(Stored items)
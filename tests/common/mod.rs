//! Common test utilities and logging infrastructure
//!
//! The library logs through the `log` facade. Tests install a `tracing`
//! subscriber (which also captures `log` records) so that permissive
//! fallbacks and resolved layouts show up when a test fails.
//!
//! # Usage
//!
//! ```rust,ignore
//! mod common;
//! use common::init_test_logging;
//!
//! #[test]
//! fn my_test() {
//!     init_test_logging();
//!     // test code...
//! }
//! ```
//!
//! # Environment Variables
//!
//! - `RUST_LOG=asciitable=trace` - Show resolved column widths and row expansion
//! - `TEST_LOG_JSON=1` - Output JSON format for CI parsing

#![allow(dead_code)]

pub mod assertions;

use std::sync::Once;
use tracing_subscriber::{EnvFilter, fmt, layer::SubscriberExt, util::SubscriberInitExt};

use asciitable::prelude::*;

static INIT: Once = Once::new();

/// Initialize test logging infrastructure.
///
/// Idempotent; every test may call it.
pub fn init_test_logging() {
    INIT.call_once(|| {
        let use_json = std::env::var("TEST_LOG_JSON").is_ok();

        let env_filter = EnvFilter::try_from_default_env()
            .unwrap_or_else(|_| EnvFilter::new("asciitable=debug,test=info"));

        if use_json {
            tracing_subscriber::registry()
                .with(env_filter)
                .with(fmt::layer().json().with_test_writer())
                .try_init()
                .ok();
        } else {
            tracing_subscriber::registry()
                .with(env_filter)
                .with(
                    fmt::layer()
                        .with_test_writer()
                        .with_ansi(true)
                        .with_file(true)
                        .with_line_number(true)
                        .with_thread_ids(true)
                        .with_target(true)
                        .compact(),
                )
                .try_init()
                .ok();
        }
    });
}

/// A test span guard that logs entry and exit.
pub fn test_phase(name: &str) -> tracing::span::EnteredSpan {
    let span = tracing::info_span!("test_phase", phase = name);
    tracing::info!(phase = name, "entering test phase");
    span.entered()
}

/// Log test context information.
pub fn log_test_context(test_name: &str, description: &str) {
    tracing::info!(
        test_name = test_name,
        description = description,
        "test context"
    );
}

/// The "Dummy title" table used across the fixtures.
pub fn dummy_table() -> Table {
    let mut table = Table::new("Dummy title");
    table
        .set_heading(["Title", "Count", "Rate (%)"])
        .add_row(row!["Dummy 1", 10, 2.3])
        .add_row(row!["Dummy 2", 5, 3.1])
        .add_row(row!["Dummy 3", 100, 3.14])
        .add_row(row!["Dummy 4", 0, 1]);
    table
}

/// Names of all bundled styles.
pub fn builtin_style_names() -> Vec<String> {
    StyleCatalog::builtin()
        .names()
        .into_iter()
        .map(str::to_string)
        .collect()
}

#[cfg(test)]
mod tests {
    use super::*;

    #[test]
    fn test_init_logging_is_idempotent() {
        init_test_logging();
        init_test_logging();
    }

    #[test]
    fn test_phase_logging() {
        init_test_logging();
        let _phase = test_phase("setup");
        log_test_context("test_phase_logging", "phase guard does not panic");
    }
}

» ABOUT THIS EXERCISE
Pull each line containing "true" from the records.

» WRITTEN SOLUTION
                        .with_ansi(true)
                        .with_file(true)
                        .with_line_number(true)
                        .with_thread_ids(true)
                        .with_target(true)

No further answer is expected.